[Collected data entries]
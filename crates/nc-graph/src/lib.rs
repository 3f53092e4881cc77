//! nc-graph: the architecture graph model for neurocanvas.
//!
//! Provides:
//! - Node and edge instances over registry-defined block types
//! - The permissive editing model (invalid edges are created and tagged)
//! - The connection validator
//! - A rehydration builder that enforces id uniqueness and reseeds id sequences
//! - Super-block grouping layered over node ids
//!
//! # Example
//!
//! ```
//! use nc_core::Position;
//! use nc_graph::ArchitectureGraph;
//!
//! let mut graph = ArchitectureGraph::default();
//! let a = graph.add_node("linear", Position::new(0.0, 0.0)).unwrap();
//! let b = graph.add_node("relu", Position::new(0.0, 120.0)).unwrap();
//! let edge = graph.connect(&a, "out", &b, "in").unwrap();
//!
//! assert!(edge.is_valid());
//! assert_eq!(graph.edges().len(), 1);
//! ```

pub mod builder;
pub mod error;
pub mod graph;
pub mod grouping;
pub mod validate;

pub use builder::GraphBuilder;
pub use error::{GraphError, GraphResult};
pub use graph::{ArchitectureGraph, Deleted, EdgeInstance, NodeInstance, Selection};
pub use grouping::{GroupingManager, SUPER_BLOCK_MARGIN_X, SUPER_BLOCK_MARGIN_Y, SuperBlock};
pub use validate::{ConnectionIssue, ConnectionVerdict, validate_connection};
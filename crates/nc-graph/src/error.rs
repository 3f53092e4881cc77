//! Graph error types.

use nc_core::{CoreError, EdgeId, NodeId, SuperBlockId};
use nc_blocks::PortDirection;
use thiserror::Error;

pub type GraphResult<T> = Result<T, GraphError>;

/// Rejected graph operations.
///
/// Incompatible connections are not errors; they are stored on the edge as a
/// [`crate::ConnectionVerdict`].
#[derive(Debug, Error, Clone, PartialEq)]
pub enum GraphError {
    #[error("Unknown block type: {type_name}")]
    UnknownBlockType { type_name: String },

    #[error("Node not found: {id}")]
    NodeNotFound { id: NodeId },

    #[error("Edge not found: {id}")]
    EdgeNotFound { id: EdgeId },

    #[error("Duplicate node id: {id}")]
    DuplicateNodeId { id: NodeId },

    #[error("Duplicate edge id: {id}")]
    DuplicateEdgeId { id: EdgeId },

    /// An edge handle does not name a declared port of the node's block type.
    #[error("Node {node} has no {direction:?} port '{port}'")]
    UnknownPort {
        node: NodeId,
        port: String,
        direction: PortDirection,
    },

    #[error("Super-block not found: {id}")]
    SuperBlockNotFound { id: SuperBlockId },

    #[error(transparent)]
    Core(#[from] CoreError),
}
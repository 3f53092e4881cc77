//! Blocking HTTP transport for provider-backed generation.

use std::time::Duration;

use nc_app::{AppError, AppResult, ServiceCall};
use serde_json::Value;
use tracing::info;

const TIMEOUT: Duration = Duration::from_secs(120);

fn generation_error(message: impl Into<String>) -> AppError {
    AppError::Generation {
        message: message.into(),
    }
}

/// Send `call` and return the generated text.
pub fn send(call: &ServiceCall) -> AppResult<String> {
    let client = reqwest::blocking::Client::builder()
        .timeout(TIMEOUT)
        .build()
        .map_err(|e| generation_error(e.to_string()))?;

    let mut request = client.post(call.endpoint()).json(&call.body());
    for (name, value) in call.headers() {
        request = request.header(name, value);
    }

    info!(provider = %call.provider, model = call.model, "requesting code generation");
    let resp = request.send().map_err(|e| generation_error(e.to_string()))?;

    if !resp.status().is_success() {
        let body = resp.text().unwrap_or_default();
        return Err(generation_error(format!(
            "{} API error: {}",
            call.provider.display_name(),
            body
        )));
    }

    let reply: Value = resp.json().map_err(|e| generation_error(e.to_string()))?;
    Ok(call.reply_text(&reply))
}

What is required ▸ Given the records above, return exactly the lines starting at the line containing "model for neurocanvas." and ending at the line containing "node's block type.", including both.

Response ▸
//! nc-graph: the architecture graph model for neurocanvas.
//!
//! Provides:
//! - Node and edge instances over registry-defined block types
//! - The permissive editing model (invalid edges are created and tagged)
//! - The connection validator
//! - A rehydration builder that enforces id uniqueness and reseeds id sequences
//! - Super-block grouping layered over node ids
//!
//! # Example
//!
//! ```
//! use nc_core::Position;
//! use nc_graph::ArchitectureGraph;
//!
//! let mut graph = ArchitectureGraph::default();
//! let a = graph.add_node("linear", Position::new(0.0, 0.0)).unwrap();
//! let b = graph.add_node("relu", Position::new(0.0, 120.0)).unwrap();
//! let edge = graph.connect(&a, "out", &b, "in").unwrap();
//!
//! assert!(edge.is_valid());
//! assert_eq!(graph.edges().len(), 1);
//! ```

pub mod builder;
pub mod error;
pub mod graph;
pub mod grouping;
pub mod validate;

pub use builder::GraphBuilder;
pub use error::{GraphError, GraphResult};
pub use graph::{ArchitectureGraph, Deleted, EdgeInstance, NodeInstance, Selection};
pub use grouping::{GroupingManager, SUPER_BLOCK_MARGIN_X, SUPER_BLOCK_MARGIN_Y, SuperBlock};
pub use validate::{ConnectionIssue, ConnectionVerdict, validate_connection};
filename crates/nc-graph/src/error.rs
repository 3f53092e4881cc77
//! Graph error types.

use nc_core::{CoreError, EdgeId, NodeId, SuperBlockId};
use nc_blocks::PortDirection;
use thiserror::Error;

pub type GraphResult<T> = Result<T, GraphError>;

/// Rejected graph operations.
///
/// Incompatible connections are not errors; they are stored on the edge as a
/// [`crate::ConnectionVerdict`].
#[derive(Debug, Error, Clone, PartialEq)]
pub enum GraphError {
    #[error("Unknown block type: {type_name}")]
    UnknownBlockType { type_name: String },

    #[error("Node not found: {id}")]
    NodeNotFound { id: NodeId },

    #[error("Edge not found: {id}")]
    EdgeNotFound { id: EdgeId },

    #[error("Duplicate node id: {id}")]
    DuplicateNodeId { id: NodeId },

    #[error("Duplicate edge id: {id}")]
    DuplicateEdgeId { id: EdgeId },

    /// An edge handle does not name a declared port of the node's block type.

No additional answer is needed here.